Si l’on se tourne vers les marchés, qui ne l’entendent pas ainsi, un sentiment d’euphorie est partout rencontré, en raison des bonnes affaires qui sont attendues. Pétrole, Or, actions : tout monte allègrement.

En attendant que le même phénomène touche d’autres secteurs des matières premières, le pétrole a poursuivi son envolée de ces derniers jours. La poursuite de la dépréciation du dollar rendant plus attractifs pour les investisseurs utilisant d’autres devises les achats de pétrole, qui sont libellés en dollars. Le baril à 90 dollars devrait être atteint d’ici à la fin de l’année.

D’une manière générale, on s’attend à ce que la spéculation touche les produits alimentaires, se glissant discrètement dans le sillage de variations des cours dues à des tensions momentanées pour les accentuer fortement. Totalement décorrélés des fondamentaux de l’offre et de la demande qui n’expliquent plus rien.

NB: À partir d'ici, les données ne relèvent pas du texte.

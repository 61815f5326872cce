use std::sync::Arc;

use futures::future::BoxFuture;

use crate::config::{RunConfig, ScenarioConfig, ScenarioOptions, WaitTime};
use crate::error::{Error, Result};
use crate::gate::IterationGate;
use crate::run::{RunContext, run_vu};
use crate::signal::Signal;
use crate::user::VirtualUser;

/// Everything one VU task needs from the run.
#[derive(Debug, Clone)]
pub struct VuContext {
    /// Unique across the run, starting at 1.
    pub vu_id: u64,
    pub scenario: Arc<str>,
    pub run: Arc<RunContext>,
    pub gate: Arc<IterationGate>,
    pub wait_time: WaitTime,
    pub start_signal: Arc<Signal>,
}

pub type VuSpawner = Arc<dyn Fn(VuContext) -> BoxFuture<'static, ()> + Send + Sync>;

/// Spawner that builds a fresh `U` per VU with `factory(vu_id)` and drives it.
pub fn spawner_for<U, F>(factory: F) -> VuSpawner
where
    U: VirtualUser,
    F: Fn(u64) -> U + Send + Sync + 'static,
{
    Arc::new(move |ctx: VuContext| -> BoxFuture<'static, ()> {
        let user = factory(ctx.vu_id);
        Box::pin(run_vu(user, ctx))
    })
}

/// Resolves a scenario for archetype `U`, rejecting a task table without positive weights.
pub fn scenario_for<U, F>(opts: ScenarioOptions, cfg: &RunConfig, factory: F) -> Result<ScenarioConfig>
where
    U: VirtualUser,
    F: Fn(u64) -> U + Send + Sync + 'static,
{
    if U::tasks().is_empty() {
        return Err(Error::EmptyTaskSet(opts.name));
    }
    ScenarioConfig::resolve(opts, cfg, spawner_for(factory))
}
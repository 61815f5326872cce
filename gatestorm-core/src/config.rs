use std::time::Duration;

use crate::error::{Error, Result};
use crate::scenario::VuSpawner;

/// Run-shape overrides coming from the command line. They win over scenario values.
#[derive(Debug, Clone, Default)]
pub struct RunConfig {
    pub vus: Option<u64>,
    pub iterations: Option<u64>,
    pub duration: Option<Duration>,
}

/// Pause between two task invocations of one virtual user, drawn uniformly from `[min, max]`.
#[derive(Debug, Clone, Copy, PartialEq, Eq)]
pub struct WaitTime {
    min: Duration,
    max: Duration,
}

impl WaitTime {
    pub const ZERO: WaitTime = WaitTime {
        min: Duration::ZERO,
        max: Duration::ZERO,
    };

    pub fn between(min: Duration, max: Duration) -> Result<Self> {
        if min > max {
            return Err(Error::InvalidWaitTime { min, max });
        }
        Ok(Self { min, max })
    }

    pub const fn constant(d: Duration) -> Self {
        Self { min: d, max: d }
    }

    pub fn min(&self) -> Duration {
        self.min
    }

    pub fn max(&self) -> Duration {
        self.max
    }

    pub fn sample(&self, rng: &mut fastrand::Rng) -> Duration {
        let span = self.max.saturating_sub(self.min);
        if span.is_zero() {
            return self.min;
        }

        let span_ns = u64::try_from(span.as_nanos()).unwrap_or(u64::MAX);
        self.min + Duration::from_nanos(rng.u64(0..=span_ns))
    }
}

/// Per-scenario settings before CLI overrides are applied.
#[derive(Debug, Clone)]
pub struct ScenarioOptions {
    pub name: String,
    pub vus: Option<u64>,
    pub iterations: Option<u64>,
    pub duration: Option<Duration>,
    pub wait_time: WaitTime,
}

impl ScenarioOptions {
    pub fn new(name: impl Into<String>, wait_time: WaitTime) -> Self {
        Self {
            name: name.into(),
            vus: None,
            iterations: None,
            duration: None,
            wait_time,
        }
    }
}

#[derive(Clone)]
pub struct ScenarioConfig {
    pub name: String,
    pub vus: u64,
    /// Task invocations shared by all VUs of the scenario.
    pub iterations: Option<u64>,
    pub duration: Option<Duration>,
    pub wait_time: WaitTime,
    pub spawner: VuSpawner,
}

impl std::fmt::Debug for ScenarioConfig {
    fn fmt(&self, f: &mut std::fmt::Formatter<'_>) -> std::fmt::Result {
        f.debug_struct("ScenarioConfig")
            .field("name", &self.name)
            .field("vus", &self.vus)
            .field("iterations", &self.iterations)
            .field("duration", &self.duration)
            .field("wait_time", &self.wait_time)
            .finish_non_exhaustive()
    }
}

impl ScenarioConfig {
    /// Applies `cfg` over `opts`. Without iterations or duration a scenario runs one task.
    pub fn resolve(opts: ScenarioOptions, cfg: &RunConfig, spawner: VuSpawner) -> Result<Self> {
        let vus = cfg.vus.or(opts.vus).unwrap_or(1);
        if vus == 0 {
            return Err(Error::InvalidVus(opts.name));
        }

        let duration = cfg.duration.or(opts.duration);
        if duration.is_some_and(|d| d.is_zero()) {
            return Err(Error::InvalidDuration(opts.name));
        }

        let iterations = cfg
            .iterations
            .or(opts.iterations)
            .or_else(|| duration.is_none().then_some(1));
        if iterations == Some(0) {
            return Err(Error::InvalidIterations(opts.name));
        }

        Ok(Self {
            name: opts.name,
            vus,
            iterations,
            duration,
            wait_time: opts.wait_time,
            spawner,
        })
    }
}

#[cfg(test)]
mod tests {
    use super::*;

    #[test]
    fn wait_time_rejects_inverted_bounds() {
        let err = WaitTime::between(Duration::from_secs(3), Duration::from_secs(1));
        assert!(matches!(err, Err(Error::InvalidWaitTime { .. })));
    }

    #[test]
    fn wait_time_samples_within_bounds() {
        let wait = WaitTime::between(Duration::from_millis(100), Duration::from_millis(500))
            .unwrap_or_else(|e| panic!("{e}"));
        let mut rng = fastrand::Rng::with_seed(7);

        let mut saw_low = false;
        let mut saw_high = false;
        for _ in 0..2_000 {
            let d = wait.sample(&mut rng);
            assert!(d >= wait.min() && d <= wait.max(), "out of range: {d:?}");
            saw_low |= d < Duration::from_millis(200);
            saw_high |= d > Duration::from_millis(400);
        }
        assert!(saw_low && saw_high);
    }

    #[test]
    fn constant_wait_time_is_exact() {
        let wait = WaitTime::constant(Duration::from_millis(250));
        let mut rng = fastrand::Rng::with_seed(1);
        assert_eq!(wait.sample(&mut rng), Duration::from_millis(250));
        assert_eq!(WaitTime::ZERO.sample(&mut rng), Duration::ZERO);
    }
}
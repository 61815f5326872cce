use anyhow::Context as _;
use std::path::Path;
use std::sync::Arc;

use gatestorm_core::{HttpClient, RunConfig, RunContext, Signal, run_scenarios};
use gatestorm_gateway::{GatewayConfig, UserDirectory, build_scenarios, discover};
use tracing::{info, warn};

use crate::cli::{ListArgs, OutputFormat, RunArgs};
use crate::exit_codes::ExitCode;
use crate::output;
use crate::run_error::RunError;

pub async fn run(args: RunArgs) -> Result<ExitCode, RunError> {
    let out = output::formatter(args.output);

    let cfg = gateway_config(&args).await.map_err(RunError::InvalidInput)?;
    let cfg = Arc::new(cfg);
    let run_cfg = run_config(&args);

    let client = HttpClient::default();
    let directory = if cfg.discovery {
        discover(&client, &cfg).await
    } else {
        info!("user discovery disabled");
        UserDirectory::default()
    };
    if directory.is_empty() {
        warn!("user directory is empty; per-user feeds and messages will be skipped");
    }
    let directory = Arc::new(directory);

    let scenarios = build_scenarios(&cfg, &directory, &run_cfg, &args.archetypes)
        .context("invalid run configuration")
        .map_err(RunError::InvalidInput)?;

    let stop = Arc::new(Signal::new());
    spawn_ctrl_c(stop.clone());

    let run = Arc::new(
        RunContext::new(&cfg.host, &cfg.prefix, client)
            .with_seed(args.seed)
            .with_stop(stop),
    );

    out.print_header(&cfg, &scenarios);
    let summary = run_scenarios(scenarios, run)
        .await
        .context("run failed")
        .map_err(RunError::RuntimeError)?;
    out.print_summary(&summary)
        .map_err(RunError::RuntimeError)?;

    Ok(ExitCode::from_checks(summary.checks_failed_total()))
}

pub fn list(args: ListArgs) -> anyhow::Result<()> {
    let cfg = GatewayConfig::default();
    match args.output {
        OutputFormat::HumanReadable => print!("{}", output::render_archetypes(&cfg)),
        OutputFormat::Json => output::emit_archetypes(&cfg)?,
    }
    Ok(())
}

/// Defaults, then the config file, then CLI flags.
async fn gateway_config(args: &RunArgs) -> anyhow::Result<GatewayConfig> {
    let mut cfg = match &args.config {
        Some(path) => load_config(path).await?,
        None => GatewayConfig::default(),
    };

    if let Some(host) = &args.host {
        cfg.host = host.clone();
    }
    if let Some(prefix) = &args.prefix {
        cfg.prefix = prefix.clone();
    }
    if args.no_discovery {
        cfg.discovery = false;
    }

    if !(cfg.host.starts_with("http://") || cfg.host.starts_with("https://")) {
        anyhow::bail!(
            "invalid host `{}` (expected http:// or https:// scheme)",
            cfg.host
        );
    }
    Ok(cfg)
}

async fn load_config(path: &Path) -> anyhow::Result<GatewayConfig> {
    let bytes = tokio::fs::read(path)
        .await
        .with_context(|| format!("failed to read config: {}", path.display()))?;
    GatewayConfig::from_yaml_slice(&bytes)
        .with_context(|| format!("failed to load config: {}", path.display()))
}

fn run_config(args: &RunArgs) -> RunConfig {
    RunConfig {
        vus: args.users,
        iterations: args.iterations,
        duration: args.duration,
    }
}

fn spawn_ctrl_c(stop: Arc<Signal>) {
    tokio::spawn(async move {
        if tokio::signal::ctrl_c().await.is_ok() {
            warn!("interrupted; stopping virtual users");
            stop.fire();
        }
    });
}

Dans un mouvement d’ensemble, de Wall Street à Tokyo et de Francfort et Paris à Shanghai, les bourses ont sans tardé salué les prochaines émissions des centaines de milliards de dollars. Les investisseurs engageant leurs fonds sans même les attendre. La bourse de Londres a ainsi retrouvé son niveau d’avant l’effondrement de Lehman Brothers. Cela a été aussi le cas des principaux indices de la bourse de New York, le Nasdaq et le Dow Jones.

Les valeurs liées aux matières premières ont été en vedette. Le secteur des métaux précieux n’a pas été en reste. L’once d’or a pour la première fois franchi le seuil de 1.390 dollars. Sur le plan monétaire, si l’euro continuait de grimper par rapport au dollar, atteignant son cours le plus élevé depuis dix mois, ce n’était pas le cas du yen, dont la hausse du cours avait largement anticipé les événements.

Les banques centrales, toutes réunies dans la foulée de la Fed au cas où, se sont contentées de maintenir dans l’immédiat leur dispositif et, dans le cas des Japonais et des Britanniques, de se préparer à suivre celle-ci en s’engageant à leur tour dans des programmes d’émission monétaire. La Fed aura donné le coup d’envoi de mesures qui, mêmes mesurées, en appelleront d’autres de même nature.

Enfin, le marché obligataire à moyen terme – le secteur où il a été annoncé que la Fed allait engager des acquisitions – en a tiré de premières conséquences : le rendement du bon du Trésor à 10 ans a chuté à 2,484% contre 2,619% mercredi soir. C’est encore trop timide, mais cela indique la tendance.

Tous les effets attendus du démarrage de la planche à billet américaine sont donc sans surprise excessive au rendez-vous. En attendant qu’elles ne s’amplifient.

Au chapitre des réactions sur ses effets positifs, il n’a pu être enregistré jusqu’alors que la déclaration de Paul Volcker, conseiller de Barack Obama et ancien président de la Fed : « Je ne pense pas que ce soutien à la croissance sera très étendu ». Ainsi que celle de Caroline Atkinson, porte-parole du FMI, qui a estimé qu’il « pourrait être modeste ». C’est maigre.

Jamais en retard d’une occasion d’illustrer son excellence présumée dans le domaine de l’analyse des marchés, Goldman Sachs vient pour sa part de prédire qu’après QE 2, QE 3 devra être lancé. Entendez : que la Fed devra s’engager au-delà, en accentuant son programme d’émission monétaire. Une option qu’elle n’a pas écarté formellement, en expliquant qu’elle allait scruter la réaction de l’économie au fur et à mesure de ses achats mensuels de bons du Trésor.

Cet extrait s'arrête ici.